Barossa Valley is the South Australia's wine industry's birthplace. Currently into its fifth generation, it dates back to 1839 when George Fife Angas’ South Australian Company purchased 28,000 acres at a £1 per acre and sold them onto landed gentry, mostly German Lutherans. The first vines were planted in 1843 in Bethany, and by the 1870s – with Europe ravaged by war and Phylloxera - Gladstone’s British government complemented its colonies with preferential duties.

Fortified wines, strong enough to survive the 20,000km journey, flooded the British market. Churchill followed, between the Wars, re-affirming Australia’s position as a leading supplier of ‘Empire wines’. After the Second World War, mass European immigration saw a move to lighter wines, as confirmed by Grange Hermitage’s creation during the 1950s. Stainless-steel vats and refrigeration improved the quality of the dry table wines on offer, with table wine consumption exceeding fortified for the first time in 1970.

Averaging 200 to 400 metres’ altitude, the region covers 6,500 hectares of mainly terra rossa loam over limestone, as well as some warmer, sandier sites – the Cambrian limestone being far more visible along the eastern boundary (the Barossa Ranges) with Eden Valley. Following a diagonal shape, Lyndoch at the southern end nearest Gulf St Vincent is the region’s coolest spot, benefiting from sea fogs, while Nuriootpa (further north) is warmer; hot northerlies can be offset by sea breezes.
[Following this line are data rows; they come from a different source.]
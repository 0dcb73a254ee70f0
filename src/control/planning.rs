use crate::control::{audit, ControllerError, Identity, Response};
use crate::csv::{export_file_name, supply_analysis_csv};
use crate::operation::{NewOperation, OperationKind, OperationRepository};
use crate::supply::{Envelope, SupplyAnalysis, SupplyPlanningService};
use actix::Addr;
use actix_web::{
    http::header::{ContentDisposition, DispositionParam, DispositionType},
    post,
    web::{Data, Json},
    HttpResponse,
};
use log_error::LogError;
use rust_decimal::Decimal;
use serde::Deserialize;
use std::sync::Arc;
use time::OffsetDateTime;
use wb_types::access::service::{RecordAnalysis, UserCredentialsService};
use wb_types::access::Login;
use wb_types::supply::PlanningConfig;

fn default_delivery_time() -> u32 {
    7
}

fn default_safety_days() -> u32 {
    3
}

#[derive(Deserialize)]
pub struct MonthlyAnalysisDto {
    pub sku: String,
    #[serde(default = "default_delivery_time")]
    pub delivery_time: u32,
    #[serde(default = "default_safety_days")]
    pub safety_days: u32,
    #[serde(default, with = "rust_decimal::serde::float")]
    pub purchase_price: Decimal,
}

async fn run_analysis(
    dto: MonthlyAnalysisDto,
    identity: Identity,
    service: &SupplyPlanningService,
    users: &Addr<UserCredentialsService>,
    operations: &dyn OperationRepository,
) -> Result<SupplyAnalysis, ControllerError> {
    let config = PlanningConfig::new(dto.delivery_time, dto.safety_days, dto.purchase_price)?;
    let today = OffsetDateTime::now_utc().date();
    let analysis = service.monthly_analysis(&dto.sku, &config, today).await?;

    let login = Login(identity.login);
    users
        .send(RecordAnalysis(login.clone()))
        .await
        .map_err(anyhow::Error::from)
        .and_then(|r| r)
        .log_error("Unable to update analyses counter");
    audit(
        operations,
        NewOperation::completed(
            login,
            OperationKind::SupplyPlanning,
            format!("Планирование поставок для артикула {}", analysis.sku),
        ),
    )
    .await;
    Ok(analysis)
}

#[post("/planning/monthly-analysis")]
pub async fn monthly_analysis(
    Json(dto): Json<MonthlyAnalysisDto>,
    identity: Identity,
    service: Data<SupplyPlanningService>,
    users: Data<Addr<UserCredentialsService>>,
    operations: Data<Arc<dyn OperationRepository>>,
) -> Response {
    let analysis = run_analysis(
        dto,
        identity,
        &service,
        &users,
        operations.get_ref().as_ref(),
    )
    .await?;
    Ok(HttpResponse::Ok().json(Envelope::ok(analysis)))
}

#[post("/planning/monthly-analysis/export")]
pub async fn monthly_analysis_export(
    Json(dto): Json<MonthlyAnalysisDto>,
    identity: Identity,
    service: Data<SupplyPlanningService>,
    users: Data<Addr<UserCredentialsService>>,
    operations: Data<Arc<dyn OperationRepository>>,
) -> Response {
    let analysis = run_analysis(
        dto,
        identity,
        &service,
        &users,
        operations.get_ref().as_ref(),
    )
    .await?;
    let body = supply_analysis_csv(&analysis)?;
    Ok(HttpResponse::Ok()
        .content_type("text/csv; charset=utf-8")
        .insert_header(ContentDisposition {
            disposition: DispositionType::Attachment,
            parameters: vec![DispositionParam::Filename(export_file_name(&analysis.sku))],
        })
        .body(body))
}
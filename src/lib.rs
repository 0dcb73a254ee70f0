#![deny(clippy::unwrap_used)]

use async_trait::async_trait;
use reqwest_middleware::{ClientBuilder, ClientWithMiddleware};
use serde::de::IntoDeserializer;
use serde::Deserialize;
use std::sync::Arc;
use tokio::sync::Notify;
use tokio::time::{sleep, Duration};

pub mod access;
pub mod ai;
pub mod config;
pub mod control;
pub mod csv;
pub mod operation;
pub mod supply;

static DEFAULT_ACCEPT_ENCODING: &str = "br;q=1.0, gzip;q=0.6, deflate;q=0.4, *;q=0.2";
static USER_AGENT: &str = concat!("wb-analytics/", env!("CARGO_PKG_VERSION"));

#[derive(Debug)]
pub struct SqlWrapper<T>(pub T);

impl<T> SqlWrapper<T> {
    pub fn into_inner(self) -> T {
        self.0
    }
}

impl<T> SqlWrapper<T> {
    pub fn from_sql<R>(r: R) -> Result<T, <Self as TryFrom<R>>::Error>
    where
        Self: TryFrom<R>,
    {
        r.try_into().map(|w: Self| w.0)
    }
}

pub fn conversion_error<E>(idx: usize, ty: rusqlite::types::Type, err: E) -> rusqlite::Error
where
    E: Into<Box<dyn std::error::Error + Send + Sync>>,
{
    rusqlite::Error::FromSqlConversionFailure(idx, ty, err.into())
}

/// Hands out one permit every `60 / rpm` seconds.
pub struct RateLimiter(Arc<Notify>);

impl RateLimiter {
    pub fn new(rpm: u64) -> Self {
        let notify = Arc::new(Notify::new());
        let n = notify.clone();
        let duration = Duration::from_millis(60_000 / rpm.max(1));
        tokio::spawn(async move {
            let notify = n;
            loop {
                sleep(duration).await;
                notify.notify_one();
            }
        });
        Self(notify)
    }
}

#[async_trait]
impl reqwest_ratelimit::RateLimiter for RateLimiter {
    async fn acquire_permit(&self) {
        self.0.notified().await;
    }
}

/// Outbound HTTP client shared by the upstream integrations.
pub fn http_client(rpm: Option<u64>) -> Result<ClientWithMiddleware, anyhow::Error> {
    let mut headers = reqwest::header::HeaderMap::new();
    headers.insert(
        reqwest::header::ACCEPT_ENCODING,
        reqwest::header::HeaderValue::from_static(DEFAULT_ACCEPT_ENCODING),
    );
    let client = reqwest::Client::builder()
        .default_headers(headers)
        .user_agent(USER_AGENT)
        .build()?;
    let builder = ClientBuilder::new(client);
    Ok(match rpm {
        Some(rpm) => builder
            .with(reqwest_ratelimit::all(RateLimiter::new(rpm)))
            .build(),
        None => builder.build(),
    })
}

pub fn empty_string_as_none<'de, D, T>(de: D) -> Result<Option<T>, D::Error>
where
    D: serde::Deserializer<'de>,
    T: serde::Deserialize<'de>,
{
    let opt = Option::<String>::deserialize(de)?;
    match opt.as_deref().map(str::trim) {
        None | Some("") => Ok(None),
        Some(s) => T::deserialize(s.into_deserializer()).map(Some),
    }
}

/// Rounds half away from zero to `dp` decimal places.
pub fn round_to(x: f64, dp: i32) -> f64 {
    let factor = 10f64.powi(dp);
    (x * factor).round() / factor
}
The region is also home to the country’s largest concentration of 100-year-old-vine ShirazGrenache and Mourvedre.

Barossa Valley Shiraz is one of the country’s most identifiable and famous red wine styles, produced to a high quality by the likes of Rockford, Elderton, Torbreck and Dean Hewitson. Grenache and Mourvèdre are two of the region’s hidden gems, often blended with Shiraz, yet occasionally released as single vineyard styles such as Hewitson’s ‘Old Garden’, whose vines date back to 1853. Cabernet Sauvignon is a less highly-regarded cultivar.

Wines are traditionally vinified in open concrete fermenters before being cleaned up and finished in American and French oak barrels or ‘puncheons’ of approximately 600 litres. Barossa Shiraz should be rich, spicy and suave, with hints of leather and pepper.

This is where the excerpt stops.